At the firm's virtual Meet Novartis Management event on 24 November, CEO Vas Narasimhan said Kesimpta was "off to an excellent start even in the face of the pandemic's limitation with our sales reps' ability to access physicians," pointing out that the drug had a 5.2% share of new-to-brand prescriptions (NBRx) 11 weeks post launch and "we're securing broad and rapid access." (Also see "Novartis Confident About Further Growth For 'Big Two'" - Scrip, 26 Nov, 2020.)

He added, "We also believe that with Kesimpta, we have the opportunity to be the leading B-cell inhibitor in MS over time, which we believe will become the standard of care. Our goal is to become a first-choice, first-switch opportunity."

Putzki agreed with his boss, saying Kesimpta is "a great addition" to the firm's MS portfolio that includes the oral medications Gilenya (fingolimod) and Mayzent (siponimod). "What is really unique about Kesimpta is the fact that you have something that is targeted and precise, and really powerful, and you can get this treatment into the hands of patients for self-administration," he added. The drug is delivered via Novartis's Sensoready autoinjector pen once a month.  

Noting that "I'm a neurologist who has treated thousands of MS patients," Putzki said Kesimpta "removes some of the ambiguity that doctors and patients have when they make treatment decisions. We're used to making a compromise when it comes to powerful treatments, people are used to the idea that there is no free lunch; if you want higher efficacy, that means increased burden, be it monitoring, the mode of administration or the safety bar."

He added that "when you look at Kesimpta, it really ticks the boxes," noting that in the two Phase III trials that supported US approval – ASCLEPIOS I and II – the drug was "clearly superior to a first-line oral treatment," Sanofi's once-daily therapy Aubagio (teriflunomide).
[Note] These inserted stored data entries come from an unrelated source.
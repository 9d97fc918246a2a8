//! Overlay toggles for the fog and minimap passes.
//!
//! The two flags are independent. Each gates its pass through a pair of run
//! conditions: one enabling the compute system, one enabling the clear system.

use bevy::prelude::{Res, Resource};

use crate::vision_config::OverlayDefaults;

/// Independent on/off switches for the fog and minimap passes.
#[derive(Resource, Debug, Clone, Copy, PartialEq, Eq)]
pub struct FogToggleState {
    pub fog_enabled: bool,
    pub minimap_enabled: bool,
}

impl Default for FogToggleState {
    fn default() -> Self {
        Self::from_defaults(&OverlayDefaults::default())
    }
}

impl FogToggleState {
    pub fn new(fog_enabled: bool, minimap_enabled: bool) -> Self {
        Self {
            fog_enabled,
            minimap_enabled,
        }
    }

    pub fn from_defaults(defaults: &OverlayDefaults) -> Self {
        Self::new(defaults.fog_enabled, defaults.minimap_enabled)
    }

    /// Flip the fog flag and return its new value.
    pub fn toggle_fog(&mut self) -> bool {
        self.fog_enabled = !self.fog_enabled;
        self.fog_enabled
    }

    /// Flip the minimap flag and return its new value.
    pub fn toggle_minimap(&mut self) -> bool {
        self.minimap_enabled = !self.minimap_enabled;
        self.minimap_enabled
    }

    pub fn set_fog(&mut self, enabled: bool) {
        self.fog_enabled = enabled;
    }

    pub fn set_minimap(&mut self, enabled: bool) {
        self.minimap_enabled = enabled;
    }
}

/// Run condition for the fog pass.
pub fn fog_enabled(toggles: Res<FogToggleState>) -> bool {
    toggles.fog_enabled
}

/// Run condition for the minimap pass.
pub fn minimap_enabled(toggles: Res<FogToggleState>) -> bool {
    toggles.minimap_enabled
}

/// Run condition for clearing the fog mask while fog is off.
pub fn fog_disabled(toggles: Res<FogToggleState>) -> bool {
    !toggles.fog_enabled
}

/// Run condition for clearing the minimap frame while the minimap is off.
pub fn minimap_disabled(toggles: Res<FogToggleState>) -> bool {
    !toggles.minimap_enabled
}
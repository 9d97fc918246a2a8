use std::io::{self, BufRead};
use std::path::{Path, PathBuf};
use std::thread;

use bevy::math::DVec2;
use bevy::prelude::App;
use crossbeam_channel::{unbounded, Receiver};
use tracing::{info, warn};

use vision_core::vision_systems::log_frame_summary;
use vision_core::{
    build_headless_app, run_frame, CameraState, CanvasSize, EntityStore, FogToggleState,
    MinimapFrame, PixelExtent, VisionConfigHandle, VisionMap,
};

fn main() {
    tracing_subscriber::fmt()
        .with_env_filter(tracing_subscriber::EnvFilter::from_default_env())
        .init();

    let feed_path = std::env::args()
        .nth(1)
        .or_else(|| std::env::var("VISION_FEED_PATH").ok())
        .map(PathBuf::from);

    let mut app = build_headless_app();
    app.add_systems(bevy::app::PostUpdate, log_frame_summary);

    if let Some(path) = feed_path.as_ref() {
        load_feed(&mut app, path);
    } else {
        warn!(
            target: "tactical_map::probe",
            "no feed path given; starting with an empty entity store"
        );
    }
    run_frame(&mut app);

    info!(target: "tactical_map::probe", "vision probe ready");

    let command_rx = spawn_stdin_reader();
    while let Ok(command) = command_rx.recv() {
        match command {
            Command::Frame(frames) => {
                for _ in 0..frames {
                    run_frame(&mut app);
                }
            }
            Command::Circles => {
                let vision = app.world.resource::<VisionMap>();
                for circle in vision.circles() {
                    info!(
                        target: "tactical_map::probe",
                        id = %circle.id,
                        x = circle.x,
                        y = circle.y,
                        r = circle.r,
                        "circle"
                    );
                }
            }
            Command::Visible { x, y } => {
                let visible = app.world.resource::<VisionMap>().is_visible(x, y);
                info!(target: "tactical_map::probe", x, y, visible, "query.visible");
            }
            Command::Project { x, y } => {
                let geometry = app.world.resource::<VisionConfigHandle>().0.minimap;
                let canvas = app.world.resource::<CanvasSize>().0;
                let screen = geometry.world_to_screen(DVec2::new(x, y), canvas);
                info!(
                    target: "tactical_map::probe",
                    x,
                    y,
                    screen_x = screen.x,
                    screen_y = screen.y,
                    "query.project"
                );
            }
            Command::Hit { x, y } => handle_hit(&mut app, DVec2::new(x, y)),
            Command::Camera { x, y, zoom } => {
                if zoom <= 0.0 {
                    warn!(target: "tactical_map::probe", zoom, "camera zoom must be positive");
                    continue;
                }
                *app.world.resource_mut::<CameraState>() = CameraState::new(x, y, zoom);
                run_frame(&mut app);
                log_viewport(&app);
            }
            Command::Canvas { width, height } => {
                app.world.resource_mut::<CanvasSize>().0 = PixelExtent::new(width, height);
                run_frame(&mut app);
                log_viewport(&app);
            }
            Command::ToggleFog => {
                let enabled = app.world.resource_mut::<FogToggleState>().toggle_fog();
                info!(target: "tactical_map::probe", enabled, "toggle.fog");
            }
            Command::ToggleMinimap => {
                let enabled = app.world.resource_mut::<FogToggleState>().toggle_minimap();
                info!(target: "tactical_map::probe", enabled, "toggle.minimap");
            }
            Command::Reload => match feed_path.as_ref() {
                Some(path) => {
                    load_feed(&mut app, path);
                    run_frame(&mut app);
                }
                None => warn!(target: "tactical_map::probe", "no feed path to reload"),
            },
        }
    }
}

#[derive(Debug)]
enum Command {
    Frame(u32),
    Circles,
    Visible { x: f64, y: f64 },
    Project { x: f64, y: f64 },
    Hit { x: f64, y: f64 },
    Camera { x: f64, y: f64, zoom: f64 },
    Canvas { width: f64, height: f64 },
    ToggleFog,
    ToggleMinimap,
    Reload,
}

fn spawn_stdin_reader() -> Receiver<Command> {
    let (sender, receiver) = unbounded::<Command>();
    thread::spawn(move || {
        let stdin = io::stdin();
        for line in stdin.lock().lines() {
            let line = match line {
                Ok(line) => line,
                Err(err) => {
                    warn!(target: "tactical_map::probe", error = %err, "stdin read failed");
                    break;
                }
            };
            let trimmed = line.trim();
            if trimmed.is_empty() {
                continue;
            }
            match parse_command(trimmed) {
                Some(cmd) => {
                    if sender.send(cmd).is_err() {
                        break;
                    }
                }
                None => warn!(target: "tactical_map::probe", input = trimmed, "unrecognised command"),
            }
        }
    });
    receiver
}

fn parse_command(input: &str) -> Option<Command> {
    let mut parts = input.split_whitespace();
    match parts.next()? {
        "frame" => {
            let frames = parts.next().unwrap_or("1").parse().ok()?;
            Some(Command::Frame(frames))
        }
        "circles" => Some(Command::Circles),
        "visible" => {
            let x = parts.next()?.parse().ok()?;
            let y = parts.next()?.parse().ok()?;
            Some(Command::Visible { x, y })
        }
        "project" => {
            let x = parts.next()?.parse().ok()?;
            let y = parts.next()?.parse().ok()?;
            Some(Command::Project { x, y })
        }
        "hit" => {
            let x = parts.next()?.parse().ok()?;
            let y = parts.next()?.parse().ok()?;
            Some(Command::Hit { x, y })
        }
        "camera" => {
            let x = parts.next()?.parse().ok()?;
            let y = parts.next()?.parse().ok()?;
            let zoom = parts.next().unwrap_or("1").parse().ok()?;
            Some(Command::Camera { x, y, zoom })
        }
        "canvas" => {
            let width = parts.next()?.parse().ok()?;
            let height = parts.next()?.parse().ok()?;
            Some(Command::Canvas { width, height })
        }
        "fog" => Some(Command::ToggleFog),
        "minimap" => Some(Command::ToggleMinimap),
        "reload" => Some(Command::Reload),
        _ => None,
    }
}

fn load_feed(app: &mut App, path: &Path) {
    match EntityStore::from_file(path) {
        Ok(store) => {
            info!(
                target: "tactical_map::probe",
                path = %path.display(),
                entities = store.len(),
                "feed.loaded"
            );
            *app.world.resource_mut::<EntityStore>() = store;
        }
        Err(err) => {
            warn!(
                target: "tactical_map::probe",
                path = %path.display(),
                error = %err,
                "feed.load_failed"
            );
        }
    }
}

fn handle_hit(app: &mut App, screen: DVec2) {
    let geometry = app.world.resource::<VisionConfigHandle>().0.minimap;
    let canvas = app.world.resource::<CanvasSize>().0;
    match geometry.hit_test(screen, canvas) {
        Some(world) => {
            let zoom = app.world.resource::<CameraState>().zoom;
            *app.world.resource_mut::<CameraState>() = CameraState::new(world.x, world.y, zoom);
            info!(
                target: "tactical_map::probe",
                world_x = world.x,
                world_y = world.y,
                "minimap.hit recentred camera"
            );
            run_frame(app);
            log_viewport(app);
        }
        None => {
            info!(
                target: "tactical_map::probe",
                screen_x = screen.x,
                screen_y = screen.y,
                "minimap.miss"
            );
        }
    }
}

fn log_viewport(app: &App) {
    let frame = app.world.resource::<MinimapFrame>();
    match frame.viewport {
        Some(rect) => info!(
            target: "tactical_map::probe",
            x = rect.x,
            y = rect.y,
            w = rect.w,
            h = rect.h,
            "minimap.viewport"
        ),
        None => info!(target: "tactical_map::probe", "minimap.viewport disabled"),
    }
}
//! Fog of War vision circles.
//!
//! Every friendly, active, positioned entity reveals a disc around itself.
//! The union of those discs is the currently observed area; anything outside
//! is fogged. Circles are rebuilt from the entity store each frame.

use bevy::math::DVec2;
use bevy::prelude::Resource;
use serde::Serialize;

use crate::entity::{EntityId, EntityRecord, EntityStore};
use crate::vision_config::VisionRadiusTable;

/// Asset classes with their own vision defaults.
#[derive(Debug, Clone, Copy, PartialEq, Eq, Hash)]
pub enum AssetKind {
    Turret,
    Drone,
    Rover,
    Camera,
    Sensor,
    Person,
    /// Any other, empty or missing asset type. Uses the table default.
    Unclassified,
}

impl AssetKind {
    /// Classify a feed `asset_type` string, ignoring case.
    pub fn from_asset_type(asset_type: Option<&str>) -> Self {
        let Some(raw) = asset_type else {
            return Self::Unclassified;
        };
        match raw.to_lowercase().as_str() {
            "turret" => Self::Turret,
            "drone" => Self::Drone,
            "rover" => Self::Rover,
            "camera" => Self::Camera,
            "sensor" => Self::Sensor,
            "person" => Self::Person,
            _ => Self::Unclassified,
        }
    }

    pub fn of(entity: &EntityRecord) -> Self {
        Self::from_asset_type(entity.asset_type.as_deref())
    }
}

/// Resolves an observer's effective vision radius.
#[derive(Debug, Clone, Copy, Default)]
pub struct VisionRadiusResolver {
    table: VisionRadiusTable,
}

impl VisionRadiusResolver {
    pub fn new(table: VisionRadiusTable) -> Self {
        Self { table }
    }

    pub fn table(&self) -> &VisionRadiusTable {
        &self.table
    }

    /// An explicit `vision_range` is returned as-is, including zero and
    /// negative values. Otherwise the asset kind's tabled radius applies.
    pub fn resolve(&self, entity: &EntityRecord) -> f64 {
        match entity.vision_range {
            Some(range) => range,
            None => self.table.radius_for(AssetKind::of(entity)),
        }
    }
}

/// World-space disc revealed by one observer.
#[derive(Debug, Clone, PartialEq, Serialize)]
pub struct VisionCircle {
    pub id: EntityId,
    pub x: f64,
    pub y: f64,
    pub r: f64,
}

impl VisionCircle {
    pub fn center(&self) -> DVec2 {
        DVec2::new(self.x, self.y)
    }

    /// Boundary inclusive. Negative radii never contain anything.
    #[inline]
    pub fn contains(&self, point: DVec2) -> bool {
        point.distance(self.center()) <= self.r
    }
}

/// Build the vision circles for the current entity state, in store order.
pub fn build_vision_map(store: &EntityStore, resolver: &VisionRadiusResolver) -> Vec<VisionCircle> {
    store
        .iter()
        .filter_map(|entity| {
            let position = entity.observer_position()?;
            Some(VisionCircle {
                id: entity.id.clone(),
                x: position.x,
                y: position.y,
                r: resolver.resolve(entity),
            })
        })
        .collect()
}

/// True if any circle covers `(px, py)`.
pub fn is_visible(px: f64, py: f64, circles: &[VisionCircle]) -> bool {
    let point = DVec2::new(px, py);
    circles.iter().any(|circle| circle.contains(point))
}

/// Latest vision circles, rebuilt every frame.
#[derive(Resource, Debug, Clone, Default)]
pub struct VisionMap {
    circles: Vec<VisionCircle>,
}

impl VisionMap {
    pub fn new(circles: Vec<VisionCircle>) -> Self {
        Self { circles }
    }

    pub fn circles(&self) -> &[VisionCircle] {
        &self.circles
    }

    pub fn replace(&mut self, circles: Vec<VisionCircle>) {
        self.circles = circles;
    }

    pub fn is_visible(&self, px: f64, py: f64) -> bool {
        is_visible(px, py, &self.circles)
    }

    pub fn len(&self) -> usize {
        self.circles.len()
    }

    pub fn is_empty(&self) -> bool {
        self.circles.is_empty()
    }
}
While the launch in the US has been strong, there is much ground to be made up on Ocrevus (ocrelizumab), also directed against CD20-expressing B-cells and an entrenched rival that is a huge earner for Roche since its 2017 launch. Third quarter sales rose 29% year-on-year to CHF1.20bn.

Two-Hour Ocrevus Infusion Gets FDA OK

Twice-yearly dosed Ocrevus, which is approved for relapsing-remitting and primary progressive MS, has also just received the green light from the FDA (14 December) for a shorter two-hour infusion time, rather than the previously approved 3.5 hours. The approval, which follows the thumbs-up from the European Medicines Agency in May this year, will make Ocrevus therapy more convenient for patients.

It will take a lot to challenge the market dominance of Roche's offering, which is the most prescribed MS medicine in the US, but Putzki stated, "I don't think we are competing against Ocrevus specifically. Most MS patients are still to a large extent being treated with first-line injectables or first-line oral treatments and the most recent research shows that 40% or so are unhappy with those treatments, they are looking for a new treatment option that doesn't need compromise, the trade-off between high efficacy and high treatment burden."

He added, "I think Kesimpta is for those patients and I see B-cell as a class growing substantially over the next couple of years. Within that class, it will play a very important role."

Putzki also claimed that "not all anti-CD20s are created equal," saying that Kesimpta binds to a distinct epitope on the CD20 molecule inducing potent B-cell lysis and depletion. The selective mechanism of action and subcutaneous administration of Kesimpta allows precise delivery to the lymph nodes, "which is where you want to be," while the once-monthly dosing also allows faster repletion of B-cells, he added.

As for Europe, Putzki said the regulatory process for Kesimpta is going smoothly "with no unexpected roadblocks," and Novartis expects to get an opinion from the EMA's Committee for Medicinal Products for Human Use (CHMP) early next year.